Duas colaboradoras da Misericórdia de Alcanede voluntariaram-se para acompanhar um grupo de 15 utentes da ala Covid-19, em permanência, na sequência do surto diagnosticado na estrutura residencial no início de dezembro de 2020. Sem interrupção para folgas ou descanso, Maria Deonilde Ramos e Mafalda Martins foram as principais cuidadoras dos idosos infetados, de 06 de dezembro a 06 de janeiro, assumindo o desafio com serenidade, coragem e dedicação à causa que abraçam desde 2016.

“Mesmo sabendo que podiam ser infetadas, estas colaboradoras correram esse risco e puseram os outros à frente de tudo o resto. São pessoas como nós, que podiam ter receio, mas estiveram lá um mês inteiro com os idosos e que disseram que só saíam de lá quando estivessem todos bem. O mundo seria um lugar mais bonito se houvesse mais pessoas assim”, reconheceu a provedora Wanda Mendo, dias após o regresso de Maria e Mafalda a casa.

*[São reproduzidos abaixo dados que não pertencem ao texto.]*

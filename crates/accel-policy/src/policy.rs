// Copyright (c) 2025 Dimitris Kafetzis
//
// Licensed under the MIT License.
// See LICENSE file in the project root for full license information.
//
// SPDX-License-Identifier: MIT

//! The acceleration policy aggregate.

use crate::AccelerationMode;

/// Where the GPU delegate may serialise compiled programs.
///
/// Unused unless both a directory and a model token were supplied.
#[derive(Debug, Clone, Default, PartialEq, Eq, serde::Serialize, serde::Deserialize)]
pub struct GpuResultCache {
    pub use_cache: bool,
    pub dir_path: String,
    pub model_token: String,
}

impl GpuResultCache {
    /// Creates an enabled cache descriptor.
    pub fn new(dir_path: impl Into<String>, model_token: impl Into<String>) -> Self {
        Self {
            use_cache: true,
            dir_path: dir_path.into(),
            model_token: model_token.into(),
        }
    }
}

/// Options forwarded to the accelerator-API delegate.
///
/// Each field has an "unset" value (empty string, `false`, `0`); the
/// selector only forwards fields that differ from it.
#[derive(Debug, Clone, Default, PartialEq, Eq, serde::Serialize, serde::Deserialize)]
pub struct AcceleratorCache {
    pub cache_dir: String,
    pub model_token: String,
    pub disallow_cpu_fallback: bool,
    /// `0` leaves the backend's own limit in place.
    pub max_delegated_partitions: i32,
    pub accelerator_name: String,
}

impl AcceleratorCache {
    /// Sentinel for an unset partition limit.
    pub const UNSET_MAX_PARTITIONS: i32 = 0;

    /// Creates a descriptor with a cache location and every optional field unset.
    pub fn new(cache_dir: impl Into<String>, model_token: impl Into<String>) -> Self {
        Self {
            cache_dir: cache_dir.into(),
            model_token: model_token.into(),
            ..Default::default()
        }
    }

    /// Returns `true` when both the cache directory and token are set.
    pub fn has_cache_location(&self) -> bool {
        !self.cache_dir.is_empty() && !self.model_token.is_empty()
    }

    /// Returns `true` if every field is at its unset value.
    pub fn is_unset(&self) -> bool {
        *self == Self::default()
    }
}

/// A complete acceleration policy.
///
/// Built once (by default or from a policy document), optionally adjusted,
/// then lent to the selector. The default is `CpuOnly` with no CPU fallback
/// and both caches unused.
#[derive(Debug, Clone, Default, PartialEq, Eq)]
pub struct AccelerationPolicy {
    mode: AccelerationMode,
    cpu_fallback_percentage: u8,
    gpu_cache: GpuResultCache,
    accelerator_cache: AcceleratorCache,
}

impl AccelerationPolicy {
    /// Creates the default policy.
    pub fn new() -> Self {
        Self::default()
    }

    /// Creates a default policy with the given mode.
    pub fn with_mode(mode: AccelerationMode) -> Self {
        Self {
            mode,
            ..Self::default()
        }
    }

    /// The acceleration mode.
    pub fn mode(&self) -> AccelerationMode {
        self.mode
    }

    /// Overwrites the mode. The CPU-fallback ratio is left as is.
    pub fn set_mode(&mut self, mode: AccelerationMode) {
        self.mode = mode;
    }

    /// The CPU-fallback ratio, in percent.
    pub fn cpu_fallback_percentage(&self) -> u8 {
        self.cpu_fallback_percentage
    }

    /// Switches to `EnableLoadBalancing` and stores `percent`, clamped to
    /// `[0, 100]`.
    ///
    /// The mode switch happens regardless of the current mode, so calling
    /// this after [`set_mode`](Self::set_mode) overrides that mode.
    pub fn enable_load_balancing(&mut self, percent: i64) {
        let clamped = percent.clamp(0, 100);
        if clamped != percent {
            tracing::debug!("cpu fallback percentage {} clamped to {}", percent, clamped);
        }
        self.mode = AccelerationMode::EnableLoadBalancing;
        self.cpu_fallback_percentage = clamped as u8;
    }

    /// Stores the CPU-fallback ratio. Same as
    /// [`enable_load_balancing`](Self::enable_load_balancing): the mode is
    /// forced to `EnableLoadBalancing`.
    pub fn set_cpu_fallback_ratio(&mut self, percent: i64) {
        self.enable_load_balancing(percent);
    }

    /// Where GPU delegate compilation results are serialized.
    pub fn gpu_cache(&self) -> &GpuResultCache {
        &self.gpu_cache
    }

    /// Replaces the GPU result cache. The mode is left as is.
    pub fn set_gpu_cache(&mut self, cache: GpuResultCache) {
        self.gpu_cache = cache;
    }

    /// The accelerator-API compilation cache.
    pub fn accelerator_cache(&self) -> &AcceleratorCache {
        &self.accelerator_cache
    }

    /// Replaces the accelerator-API cache. The mode is left as is.
    pub fn set_accelerator_cache(&mut self, cache: AcceleratorCache) {
        self.accelerator_cache = cache;
    }

    /// Returns `true` if a non-zero CPU-fallback ratio is set under a mode
    /// that does not honour it.
    pub fn ratio_ignored(&self) -> bool {
        self.cpu_fallback_percentage > 0 && !self.mode.honours_cpu_fallback()
    }

    /// Returns a one-line description.
    pub fn summary(&self) -> String {
        let mut s = format!(
            "mode={} cpu_fallback={}%",
            self.mode, self.cpu_fallback_percentage
        );
        if self.gpu_cache.use_cache {
            s.push_str(&format!(
                " gpu_cache={}:{}",
                self.gpu_cache.dir_path, self.gpu_cache.model_token
            ));
        }
        if !self.accelerator_cache.is_unset() {
            s.push_str(&format!(
                " accelerator_cache={}:{}",
                self.accelerator_cache.cache_dir, self.accelerator_cache.model_token
            ));
            if !self.accelerator_cache.accelerator_name.is_empty() {
                s.push_str(&format!(" ({})", self.accelerator_cache.accelerator_name));
            }
        }
        s
    }
}
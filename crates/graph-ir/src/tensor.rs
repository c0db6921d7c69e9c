// Copyright (c) 2025 Dimitris Kafetzis
//
// Licensed under the MIT License.
// See LICENSE file in the project root for full license information.
//
// SPDX-License-Identifier: MIT

//! Typed tensor buffers.

/// Element types a graph tensor can declare.
#[derive(Debug, Clone, Copy, PartialEq, Eq, Hash, serde::Serialize, serde::Deserialize)]
#[serde(rename_all = "snake_case")]
pub enum TensorType {
    Float32,
    Float16,
    Float64,
    Int8,
    Int16,
    Int32,
    Int64,
    UInt8,
    UInt32,
    UInt64,
    Bool,
}

impl TensorType {
    /// Returns the size of a single element in bytes.
    pub fn size_bytes(self) -> usize {
        match self {
            Self::Int8 | Self::UInt8 | Self::Bool => 1,
            Self::Float16 | Self::Int16 => 2,
            Self::Float32 | Self::Int32 | Self::UInt32 => 4,
            Self::Float64 | Self::Int64 | Self::UInt64 => 8,
        }
    }

    /// Returns a human-readable label for this element type.
    pub fn as_str(self) -> &'static str {
        match self {
            Self::Float32 => "float32",
            Self::Float16 => "float16",
            Self::Float64 => "float64",
            Self::Int8 => "int8",
            Self::Int16 => "int16",
            Self::Int32 => "int32",
            Self::Int64 => "int64",
            Self::UInt8 => "uint8",
            Self::UInt32 => "uint32",
            Self::UInt64 => "uint64",
            Self::Bool => "bool",
        }
    }
}

impl std::fmt::Display for TensorType {
    fn fmt(&self, f: &mut std::fmt::Formatter<'_>) -> std::fmt::Result {
        f.write_str(self.as_str())
    }
}

/// An owned element buffer, one variant per element type.
///
/// `Float16` is stored as raw bit patterns.
#[derive(Debug, Clone, PartialEq)]
pub enum TensorData {
    Float32(Vec<f32>),
    Float16(Vec<u16>),
    Float64(Vec<f64>),
    Int8(Vec<i8>),
    Int16(Vec<i16>),
    Int32(Vec<i32>),
    Int64(Vec<i64>),
    UInt8(Vec<u8>),
    UInt32(Vec<u32>),
    UInt64(Vec<u64>),
    Bool(Vec<bool>),
}

impl TensorData {
    /// Allocates a zero-filled buffer of `len` elements.
    pub fn zeros(dtype: TensorType, len: usize) -> Self {
        match dtype {
            TensorType::Float32 => Self::Float32(vec![0.0; len]),
            TensorType::Float16 => Self::Float16(vec![0; len]),
            TensorType::Float64 => Self::Float64(vec![0.0; len]),
            TensorType::Int8 => Self::Int8(vec![0; len]),
            TensorType::Int16 => Self::Int16(vec![0; len]),
            TensorType::Int32 => Self::Int32(vec![0; len]),
            TensorType::Int64 => Self::Int64(vec![0; len]),
            TensorType::UInt8 => Self::UInt8(vec![0; len]),
            TensorType::UInt32 => Self::UInt32(vec![0; len]),
            TensorType::UInt64 => Self::UInt64(vec![0; len]),
            TensorType::Bool => Self::Bool(vec![false; len]),
        }
    }

    /// Returns the number of elements in the buffer.
    pub fn len(&self) -> usize {
        match self {
            Self::Float32(v) => v.len(),
            Self::Float16(v) => v.len(),
            Self::Float64(v) => v.len(),
            Self::Int8(v) => v.len(),
            Self::Int16(v) => v.len(),
            Self::Int32(v) => v.len(),
            Self::Int64(v) => v.len(),
            Self::UInt8(v) => v.len(),
            Self::UInt32(v) => v.len(),
            Self::UInt64(v) => v.len(),
            Self::Bool(v) => v.len(),
        }
    }

    /// Returns `true` if the buffer holds no elements.
    pub fn is_empty(&self) -> bool {
        self.len() == 0
    }
}

/// A graph tensor: declared name, element type and shape, plus a buffer
/// once the executor has allocated it.
#[derive(Debug, Clone)]
pub struct Tensor {
    /// Tensor name as declared in the graph.
    pub name: String,
    /// Declared element type.
    pub dtype: TensorType,
    /// Dimensions, outermost first.
    pub shape: Vec<usize>,
    data: Option<TensorData>,
}

impl Tensor {
    /// Declares a tensor without a backing buffer.
    pub fn new(name: impl Into<String>, dtype: TensorType, shape: Vec<usize>) -> Self {
        Self {
            name: name.into(),
            dtype,
            shape,
            data: None,
        }
    }

    /// Returns the number of elements implied by the shape.
    ///
    /// A rank-0 tensor has one element.
    pub fn num_elements(&self) -> usize {
        self.shape.iter().product()
    }

    /// Returns the buffer size in bytes implied by shape and type.
    pub fn size_bytes(&self) -> usize {
        self.num_elements() * self.dtype.size_bytes()
    }

    /// Allocates (or re-zeroes) the backing buffer.
    pub fn allocate(&mut self) {
        self.data = Some(TensorData::zeros(self.dtype, self.num_elements()));
    }

    /// Returns `true` once a buffer has been allocated.
    pub fn is_allocated(&self) -> bool {
        self.data.is_some()
    }

    /// Returns the backing buffer, if allocated.
    pub fn data(&self) -> Option<&TensorData> {
        self.data.as_ref()
    }

    /// Returns the backing buffer mutably, if allocated.
    pub fn data_mut(&mut self) -> Option<&mut TensorData> {
        self.data.as_mut()
    }

    /// Returns a shape string such as `[1 x 128 x 128 x 3]`.
    pub fn shape_string(&self) -> String {
        let dims: Vec<String> = self.shape.iter().map(|d| d.to_string()).collect();
        format!("[{}]", dims.join(" x "))
    }
}

#[cfg(test)]
mod tests {
    use super::*;

    #[test]
    fn test_size_bytes() {
        assert_eq!(TensorType::Float32.size_bytes(), 4);
        assert_eq!(TensorType::Float16.size_bytes(), 2);
        assert_eq!(TensorType::UInt8.size_bytes(), 1);
        assert_eq!(TensorType::Int64.size_bytes(), 8);
    }

    #[test]
    fn test_tensor_allocation() {
        let mut t = Tensor::new("input", TensorType::UInt8, vec![1, 4, 4, 3]);
        assert_eq!(t.num_elements(), 48);
        assert_eq!(t.size_bytes(), 48);
        assert!(!t.is_allocated());
        assert!(t.data().is_none());

        t.allocate();
        assert!(t.is_allocated());
        assert_eq!(t.data(), Some(&TensorData::UInt8(vec![0; 48])));
    }

    #[test]
    fn test_scalar_tensor() {
        let t = Tensor::new("scalar", TensorType::Float32, vec![]);
        assert_eq!(t.num_elements(), 1);
    }

    #[test]
    fn test_shape_string() {
        let t = Tensor::new("x", TensorType::Float32, vec![1, 128, 128, 3]);
        assert_eq!(t.shape_string(), "[1 x 128 x 128 x 3]");
    }

    #[test]
    fn test_zeros_len() {
        for dtype in [TensorType::Float64, TensorType::Bool, TensorType::Int16] {
            let data = TensorData::zeros(dtype, 7);
            assert_eq!(data.len(), 7);
            assert!(!data.is_empty());
        }
    }
}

O surto detetado em dezembro reduziu drasticamente o número de profissionais ao serviço, obrigando a uma reestruturação interna, separação de utentes e desinfeção do local, em articulação com as autoridades locais de saúde e proteção civil.  Numa primeira fase, foram diagnosticados 9 casos de infeção entre a equipa e 15 entre os idosos.

Maria Deonilde Ramos e Mafalda Martins não estavam entre os infetados na altura. Por isso, não hesitaram quando foi necessário assegurar a prestação de cuidados na ala Covid-19. “Quando surgiu aquela necessidade disse logo contem comigo, eu vou entrar e só saio quando isto terminar. Eu sabia que estava a fazer um bem precioso e por isso não me custou nada. Sei que é um Natal e ano novo que não vou esquecer, vai-me ficar sempre marcado na memória”, admitiu Mafalda Martins, 45 anos, auxiliar de serviços gerais na Santa Casa.

Maria Deonilde Ramos, 55 anos, juntou-se de imediato à colega nestes 30 dias de trabalho ininterrupto, marcados por cuidados redobrados, vigilância atenta de sintomas e partilha de memórias e afetos com os idosos. “Eu não pensei duas vezes porque gosto daquilo que faço. Ainda ganhei mais amor aos idosos depois desta experiência. Nunca pensei virar as costas. Graças a deus consegui cumprir”.
Entre as duas repartiam tarefas de higiene, medição de sinais vitais e apoio na hora das refeições, além das conversas com os idosos e videochamadas com familiares. As mãos que cuidam multiplicaram-se uma semana depois, com a chegada de elementos da brigada de emergência e apoio dos enfermeiros da instituição, permitindo suavizar a carga de trabalho.

Em meia hora de conversa, não transparece fadiga ou sacrifício de espécie alguma, tão somente a serenidade de uma missão cumprida com sucesso. Durante todo este tempo, lamentam sobretudo o sofrimento dos idosos que testemunharam, pelo agravamento de sintomas, que conduziu ao internamento hospitalar de sete e a morte de cinco utentes.

“Cortava-me o coração vê-los sofrer. Há tantos meses que não veem as famílias. Mas o mais difícil foi mesmo a preocupação de os ver aflitos e dar o nosso máximo para os aliviar. Demos tudo para os salvar, mas não houve hipótese de salvar cinco. Alguns já estavam muito debilitados antes disso”, recorda Maria Deonilde Ramos.

Em casa deixaram a família e os recantos que conhecem de olhos fechados. Um marido (Maria Deonilde) e duas filhas (Mafalda) que apoiaram a decisão e enviaram manifestações de carinho sob a forma de objetos, mensagens e vídeos. “As minhas filhas foram-me deixando coisas de que fui precisando no muro do lar e no dia de Natal mandaram-me um vídeo a abrir a minha prenda, uma camisola e uma chaleira”, lembra Mafalda Martins.

Mesmo sem poder entrar, as colegas de apoio domiciliário e restantes respostas sociais foram deixando encomendas ao longo do mês, bombons na noite de Natal, bolo rei na passagem de ano e outras iguarias que tornaram impossível à dupla de colegas “fazer dieta”, brincam. Tudo para tornar estes dias memoráveis, amenizar a distância e saudades do exterior.

Na despedida, o passo ficou marcado pela saudade de quem acompanharam dia e noite, mesmo sabendo que seria um “até já” de duas semanas para descansar. Dias após o regresso a casa, Mafalda considera-se de “coração cheio e eternamente grata” por tudo o que fez e recebeu dos idosos. “Nunca me senti num cativeiro, o tempo passou a correr. Quando dava por mim, já estava noutro dia. Eu gosto daquilo que faço e não me vejo a trabalhar de outra forma, para mim os idosos devem ser louvados, receber atenção e carinho”.